PROBLEM REQUIREMENTS :: Return the entries in full, exactly as written.

DATA ::
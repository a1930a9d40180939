//! Error types for rtltcp.
//!
//! All fallible operations across the library return [`Result<T>`], which
//! uses [`Error`] as the error type. Connection setup, wire framing, and
//! client-side argument checks all report through this one enum.
//!
//! Nothing in the library retries. Any framing failure (short read, short
//! write, transport error, read deadline) leaves the byte stream at an
//! unknown position, and the connection must be discarded by the caller.

use std::fmt;

/// The error type for all rtltcp operations.
#[derive(Debug, thiserror::Error)]
pub enum Error {
    /// The transport connection could not be opened.
    #[error("connection to {addr} failed: {source}")]
    ConnectionFailed {
        /// The address that was dialed.
        addr: String,
        /// The underlying OS error.
        #[source]
        source: std::io::Error,
    },

    /// Timed out connecting, waiting for the handshake, or waiting for
    /// sample data.
    #[error("timeout waiting for server")]
    Timeout,

    /// The stream ended before a fixed-size frame was complete.
    #[error("short read: expected {expected} bytes, received {received}")]
    ShortRead {
        /// Size of the frame that was requested.
        expected: usize,
        /// Bytes that arrived before the stream ended.
        received: usize,
    },

    /// The transport stopped accepting bytes before a frame was fully written.
    #[error("short write: expected {expected} bytes, wrote {written}")]
    ShortWrite {
        /// Size of the frame being written.
        expected: usize,
        /// Bytes accepted before the transport stopped.
        written: usize,
    },

    /// The handshake magic did not match `RTL0`.
    ///
    /// The server is most likely speaking a different protocol.
    #[error("invalid magic: expected {} received {}", Magic(expected), Magic(received))]
    ProtocolMismatch {
        /// The magic this client understands.
        expected: [u8; 4],
        /// The magic the server actually sent.
        received: [u8; 4],
    },

    /// An argument failed a client-side bounds check and was not sent.
    #[error("invalid argument: {0}")]
    InvalidArgument(String),

    /// An underlying I/O error from the transport.
    #[error("transport error: {0}")]
    Transport(#[from] std::io::Error),

    /// A previous read or write on this connection failed, so the framing
    /// position is unknown and the connection can no longer be used.
    #[error("connection is no longer usable after an earlier failure")]
    ConnectionBroken,

    /// The connection was closed by this client.
    #[error("not connected")]
    NotConnected,
}

/// A convenience `Result` alias using [`Error`] as the error type.
pub type Result<T> = std::result::Result<T, Error>;

/// Renders a 4-byte magic as a quoted string, escaping non-printable bytes.
///
/// `b"RTL0"` renders as `"RTL0"`, `[0x00, 0x01, b'A', 0xFF]` as
/// `"\x00\x01A\xff"`.
pub struct Magic<'a>(pub &'a [u8; 4]);

impl fmt::Display for Magic<'_> {
    fn fmt(&self, f: &mut fmt::Formatter<'_>) -> fmt::Result {
        f.write_str("\"")?;
        for b in self.0.iter() {
            write!(f, "{}", std::ascii::escape_default(*b))?;
        }
        f.write_str("\"")
    }
}
//! rtltcp-test-harness: Test utilities for rtltcp.
//!
//! This crate provides [`MockRtlTcpServer`], a scripted localhost rtl_tcp
//! server for exercising the client end to end over real TCP without an SDR
//! dongle attached.

pub mod mock_server;

pub use mock_server::{MockRtlTcpServer, MockSession, greeting_bytes};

TASK OUTPUT ::
repository a1930a9d40180939
//! Error types for rtltcp.
//!
//! All fallible operations across the library return [`Result<T>`], which
//! uses [`Error`] as the error type. Connection setup, wire framing, and
//! client-side argument checks all report through this one enum.
//!
//! Nothing in the library retries. Any framing failure (short read, short
//! write, transport error, read deadline) leaves the byte stream at an
//! unknown position, and the connection must be discarded by the caller.

use std::fmt;

/// The error type for all rtltcp operations.
#[derive(Debug, thiserror::Error)]
pub enum Error {
    /// The transport connection could not be opened.
    #[error("connection to {addr} failed: {source}")]
    ConnectionFailed {
        /// The address that was dialed.
        addr: String,
        /// The underlying OS error.
        #[source]
        source: std::io::Error,
    },

    /// Timed out connecting, waiting for the handshake, or waiting for
    /// sample data.
    #[error("timeout waiting for server")]
    Timeout,

    /// The stream ended before a fixed-size frame was complete.
    #[error("short read: expected {expected} bytes, received {received}")]
    ShortRead {
        /// Size of the frame that was requested.
        expected: usize,
        /// Bytes that arrived before the stream ended.
        received: usize,
    },

    /// The transport stopped accepting bytes before a frame was fully written.
    #[error("short write: expected {expected} bytes, wrote {written}")]
    ShortWrite {
        /// Size of the frame being written.
        expected: usize,
        /// Bytes accepted before the transport stopped.
        written: usize,
    },

    /// The handshake magic did not match `RTL0`.
    ///
    /// The server is most likely speaking a different protocol.
    #[error("invalid magic: expected {} received {}", Magic(expected), Magic(received))]
    ProtocolMismatch {
        /// The magic this client understands.
        expected: [u8; 4],
        /// The magic the server actually sent.
        received: [u8; 4],
    },

    /// An argument failed a client-side bounds check and was not sent.
    #[error("invalid argument: {0}")]
    InvalidArgument(String),

    /// An underlying I/O error from the transport.
    #[error("transport error: {0}")]
    Transport(#[from] std::io::Error),

    /// A previous read or write on this connection failed, so the framing
    /// position is unknown and the connection can no longer be used.
    #[error("connection is no longer usable after an earlier failure")]
    ConnectionBroken,

    /// The connection was closed by this client.
    #[error("not connected")]
    NotConnected,
}

/// A convenience `Result` alias using [`Error`] as the error type.
pub type Result<T> = std::result::Result<T, Error>;

/// Renders a 4-byte magic as a quoted string, escaping non-printable bytes.
///
/// `b"RTL0"` renders as `"RTL0"`, `[0x00, 0x01, b'A', 0xFF]` as
/// `"\x00\x01A\xff"`.
pub struct Magic<'a>(pub &'a [u8; 4]);

impl fmt::Display for Magic<'_> {
    fn fmt(&self, f: &mut fmt::Formatter<'_>) -> fmt::Result {
        f.write_str("\"")?;
        for b in self.0.iter() {
            write!(f, "{}", std::ascii::escape_default(*b))?;
        }
        f.write_str("\"")
    }
}
//! rtltcp-test-harness: Test utilities for rtltcp.
//!
//! This crate provides [`MockRtlTcpServer`], a scripted localhost rtl_tcp
//! server for exercising the client end to end over real TCP without an SDR
//! dongle attached.

pub mod mock_server;

pub use mock_server::{MockRtlTcpServer, MockSession, greeting_bytes};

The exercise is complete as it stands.